Exercise aim. Exactly as written, retype all of the records that come next.

** Opening Data for analysis block **

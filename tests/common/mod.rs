#![allow(dead_code)]

use std::collections::HashMap;
use std::sync::Arc;

use async_trait::async_trait;
use axum::Router;
use axum::body::{Body, to_bytes};
use axum::http::{Method, Request, StatusCode, header};
use axum::response::Response;
use serde_json::Value;
use tempfile::TempDir;
use tower::ServiceExt;

use workbench::auth::TokenGenerator;
use workbench::config::ServerConfig;
use workbench::error::Result;
use workbench::oauth::{IdentityProvider, ProviderRegistry};
use workbench::server::{AppState, create_router};
use workbench::store::{SqliteStore, Store};
use workbench::types::{OAuthIdentity, OAuthProvider};

pub const FRONTEND_URL: &str = "http://frontend.test";
pub const WEBHOOK_SECRET: &str = "whsec_test_secret";

/// Identity provider that treats the authorization code as the account name.
pub struct FakeProvider;

#[async_trait]
impl IdentityProvider for FakeProvider {
    fn authorization_url(&self, state: &str) -> String {
        format!("https://accounts.example.test/authorize?state={state}")
    }

    async fn exchange_code(&self, code: &str) -> Result<OAuthIdentity> {
        Ok(OAuthIdentity {
            provider: OAuthProvider::Google,
            provider_user_id: format!("google-{code}"),
            email: format!("{code}@example.com"),
            display_name: Some(code.to_string()),
            avatar_url: None,
        })
    }
}

pub struct TestApp {
    pub temp_dir: TempDir,
    pub store: Arc<SqliteStore>,
    pub router: Router,
    pub admin_token: String,
}

/// Ids and credentials of a user provisioned through the admin API.
pub struct TestUser {
    pub id: String,
    pub email: String,
    pub workspace_id: String,
    pub project_id: String,
    pub token: String,
}

impl TestApp {
    pub fn new() -> Self {
        let temp_dir = TempDir::new().expect("create temp dir");
        let config = ServerConfig {
            data_dir: temp_dir.path().to_path_buf(),
            frontend_url: format!("{FRONTEND_URL}/"),
            stripe_webhook_secret: Some(WEBHOOK_SECRET.to_string()),
            ..ServerConfig::default()
        };

        let store = Arc::new(SqliteStore::new(config.db_path()).expect("open store"));
        store.initialize().expect("initialize store");

        let (admin_token, _) = TokenGenerator::new()
            .issue(store.as_ref(), true, None, None)
            .expect("issue admin token");

        let mut providers: ProviderRegistry = HashMap::new();
        providers.insert(OAuthProvider::Google, Arc::new(FakeProvider));

        let state = AppState::new(store.clone(), &config)
            .expect("build state")
            .with_providers(providers);

        Self {
            temp_dir,
            store,
            router: create_router(Arc::new(state)),
            admin_token,
        }
    }

    pub async fn send(&self, request: Request<Body>) -> Response {
        self.router
            .clone()
            .oneshot(request)
            .await
            .expect("router is infallible")
    }

    /// Sends a JSON request and returns the status with the parsed body
    /// (`Value::Null` for empty bodies).
    pub async fn request(
        &self,
        method: Method,
        uri: &str,
        token: Option<&str>,
        body: Option<Value>,
    ) -> (StatusCode, Value) {
        let mut builder = Request::builder().method(method).uri(uri);
        if let Some(token) = token {
            builder = builder.header(header::AUTHORIZATION, format!("Bearer {token}"));
        }
        let request = match body {
            Some(json) => builder
                .header(header::CONTENT_TYPE, "application/json")
                .body(Body::from(json.to_string())),
            None => builder.body(Body::empty()),
        }
        .expect("build request");

        let response = self.send(request).await;
        let status = response.status();
        (status, json_body(response).await)
    }

    pub async fn get(&self, uri: &str, token: &str) -> (StatusCode, Value) {
        self.request(Method::GET, uri, Some(token), None).await
    }

    pub async fn post(&self, uri: &str, token: &str, body: Value) -> (StatusCode, Value) {
        self.request(Method::POST, uri, Some(token), Some(body))
            .await
    }

    pub async fn delete(&self, uri: &str, token: &str) -> (StatusCode, Value) {
        self.request(Method::DELETE, uri, Some(token), None).await
    }

    pub async fn upload(
        &self,
        project_id: &str,
        path: &str,
        token: &str,
        content: &'static [u8],
    ) -> (StatusCode, Value) {
        let request = Request::builder()
            .method(Method::PUT)
            .uri(format!("/api/v1/projects/{project_id}/files/{path}"))
            .header(header::AUTHORIZATION, format!("Bearer {token}"))
            .body(Body::from(content))
            .expect("build upload");
        let response = self.send(request).await;
        let status = response.status();
        (status, json_body(response).await)
    }

    /// Provisions a user through the admin API and issues them a token.
    pub async fn provision_user(&self, email: &str) -> TestUser {
        let (status, body) = self
            .post(
                "/api/v1/admin/users",
                &self.admin_token,
                serde_json::json!({ "email": email }),
            )
            .await;
        assert_eq!(status, StatusCode::CREATED, "provision {email}: {body}");

        let id = body["data"]["user"]["id"].as_str().expect("user id").to_string();
        let workspace_id = body["data"]["workspace"]["id"]
            .as_str()
            .expect("workspace id")
            .to_string();
        let project_id = body["data"]["project"]["id"]
            .as_str()
            .expect("project id")
            .to_string();

        let (status, body) = self
            .post(
                &format!("/api/v1/admin/users/{id}/tokens"),
                &self.admin_token,
                serde_json::json!({}),
            )
            .await;
        assert_eq!(status, StatusCode::CREATED, "issue token: {body}");
        let token = body["data"]["token"].as_str().expect("token").to_string();

        TestUser {
            id,
            email: email.to_lowercase(),
            workspace_id,
            project_id,
            token,
        }
    }

    pub fn storage_used(&self, workspace_id: &str) -> i64 {
        self.store
            .get_workspace(workspace_id)
            .expect("get workspace")
            .expect("workspace exists")
            .storage_used_bytes
    }
}

pub async fn body_bytes(response: Response) -> Vec<u8> {
    to_bytes(response.into_body(), usize::MAX)
        .await
        .expect("read body")
        .to_vec()
}

pub async fn json_body(response: Response) -> Value {
    let bytes = body_bytes(response).await;
    if bytes.is_empty() {
        Value::Null
    } else {
        serde_json::from_slice(&bytes).expect("parse JSON body")
    }
}

pub fn location(response: &Response) -> String {
    response
        .headers()
        .get(header::LOCATION)
        .expect("location header")
        .to_str()
        .expect("ascii location")
        .to_string()
}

** Closing Data for analysis block **

Exercise solution.
filename tests/common/mod.rs
#![allow(dead_code)]

use std::collections::HashMap;
use std::sync::Arc;

use async_trait::async_trait;
use axum::Router;
use axum::body::{Body, to_bytes};
use axum::http::{Method, Request, StatusCode, header};
use axum::response::Response;
use serde_json::Value;
use tempfile::TempDir;
use tower::ServiceExt;

use workbench::auth::TokenGenerator;
use workbench::config::ServerConfig;
use workbench::error::Result;
use workbench::oauth::{IdentityProvider, ProviderRegistry};
use workbench::server::{AppState, create_router};
use workbench::store::{SqliteStore, Store};
use workbench::types::{OAuthIdentity, OAuthProvider};

pub const FRONTEND_URL: &str = "http://frontend.test";
pub const WEBHOOK_SECRET: &str = "whsec_test_secret";

/// Identity provider that treats the authorization code as the account name.
pub struct FakeProvider;

#[async_trait]
impl IdentityProvider for FakeProvider {
    fn authorization_url(&self, state: &str) -> String {
        format!("https://accounts.example.test/authorize?state={state}")
    }

    async fn exchange_code(&self, code: &str) -> Result<OAuthIdentity> {
        Ok(OAuthIdentity {
            provider: OAuthProvider::Google,
            provider_user_id: format!("google-{code}"),
            email: format!("{code}@example.com"),
            display_name: Some(code.to_string()),
            avatar_url: None,
        })
    }
}

pub struct TestApp {
    pub temp_dir: TempDir,
    pub store: Arc<SqliteStore>,
    pub router: Router,
    pub admin_token: String,
}

/// Ids and credentials of a user provisioned through the admin API.
pub struct TestUser {
    pub id: String,
    pub email: String,
    pub workspace_id: String,
    pub project_id: String,
    pub token: String,
}

impl TestApp {
    pub fn new() -> Self {
        let temp_dir = TempDir::new().expect("create temp dir");
        let config = ServerConfig {
            data_dir: temp_dir.path().to_path_buf(),
            frontend_url: format!("{FRONTEND_URL}/"),
            stripe_webhook_secret: Some(WEBHOOK_SECRET.to_string()),
            ..ServerConfig::default()
        };

        let store = Arc::new(SqliteStore::new(config.db_path()).expect("open store"));
        store.initialize().expect("initialize store");

        let (admin_token, _) = TokenGenerator::new()
            .issue(store.as_ref(), true, None, None)
            .expect("issue admin token");

        let mut providers: ProviderRegistry = HashMap::new();
        providers.insert(OAuthProvider::Google, Arc::new(FakeProvider));

        let state = AppState::new(store.clone(), &config)
            .expect("build state")
            .with_providers(providers);

        Self {
            temp_dir,
            store,
            router: create_router(Arc::new(state)),
            admin_token,
        }
    }

    pub async fn send(&self, request: Request<Body>) -> Response {
        self.router
            .clone()
            .oneshot(request)
            .await
            .expect("router is infallible")
    }

    /// Sends a JSON request and returns the status with the parsed body
    /// (`Value::Null` for empty bodies).
    pub async fn request(
        &self,
        method: Method,
        uri: &str,
        token: Option<&str>,
        body: Option<Value>,
    ) -> (StatusCode, Value) {
        let mut builder = Request::builder().method(method).uri(uri);
        if let Some(token) = token {
            builder = builder.header(header::AUTHORIZATION, format!("Bearer {token}"));
        }
        let request = match body {
            Some(json) => builder
                .header(header::CONTENT_TYPE, "application/json")
                .body(Body::from(json.to_string())),
            None => builder.body(Body::empty()),
        }
        .expect("build request");

        let response = self.send(request).await;
        let status = response.status();
        (status, json_body(response).await)
    }

    pub async fn get(&self, uri: &str, token: &str) -> (StatusCode, Value) {
        self.request(Method::GET, uri, Some(token), None).await
    }

    pub async fn post(&self, uri: &str, token: &str, body: Value) -> (StatusCode, Value) {
        self.request(Method::POST, uri, Some(token), Some(body))
            .await
    }

    pub async fn delete(&self, uri: &str, token: &str) -> (StatusCode, Value) {
        self.request(Method::DELETE, uri, Some(token), None).await
    }

    pub async fn upload(
        &self,
        project_id: &str,
        path: &str,
        token: &str,
        content: &'static [u8],
    ) -> (StatusCode, Value) {
        let request = Request::builder()
            .method(Method::PUT)
            .uri(format!("/api/v1/projects/{project_id}/files/{path}"))
            .header(header::AUTHORIZATION, format!("Bearer {token}"))
            .body(Body::from(content))
            .expect("build upload");
        let response = self.send(request).await;
        let status = response.status();
        (status, json_body(response).await)
    }

    /// Provisions a user through the admin API and issues them a token.
    pub async fn provision_user(&self, email: &str) -> TestUser {
        let (status, body) = self
            .post(
                "/api/v1/admin/users",
                &self.admin_token,
                serde_json::json!({ "email": email }),
            )
            .await;
        assert_eq!(status, StatusCode::CREATED, "provision {email}: {body}");

        let id = body["data"]["user"]["id"].as_str().expect("user id").to_string();
        let workspace_id = body["data"]["workspace"]["id"]
            .as_str()
            .expect("workspace id")
            .to_string();
        let project_id = body["data"]["project"]["id"]
            .as_str()
            .expect("project id")
            .to_string();

        let (status, body) = self
            .post(
                &format!("/api/v1/admin/users/{id}/tokens"),
                &self.admin_token,
                serde_json::json!({}),
            )
            .await;
        assert_eq!(status, StatusCode::CREATED, "issue token: {body}");
        let token = body["data"]["token"].as_str().expect("token").to_string();

        TestUser {
            id,
            email: email.to_lowercase(),
            workspace_id,
            project_id,
            token,
        }
    }

    pub fn storage_used(&self, workspace_id: &str) -> i64 {
        self.store
            .get_workspace(workspace_id)
            .expect("get workspace")
            .expect("workspace exists")
            .storage_used_bytes
    }
}

pub async fn body_bytes(response: Response) -> Vec<u8> {
    to_bytes(response.into_body(), usize::MAX)
        .await
        .expect("read body")
        .to_vec()
}

pub async fn json_body(response: Response) -> Value {
    let bytes = body_bytes(response).await;
    if bytes.is_empty() {
        Value::Null
    } else {
        serde_json::from_slice(&bytes).expect("parse JSON body")
    }
}

pub fn location(response: &Response) -> String {
    response
        .headers()
        .get(header::LOCATION)
        .expect("location header")
        .to_str()
        .expect("ascii location")
        .to_string()
}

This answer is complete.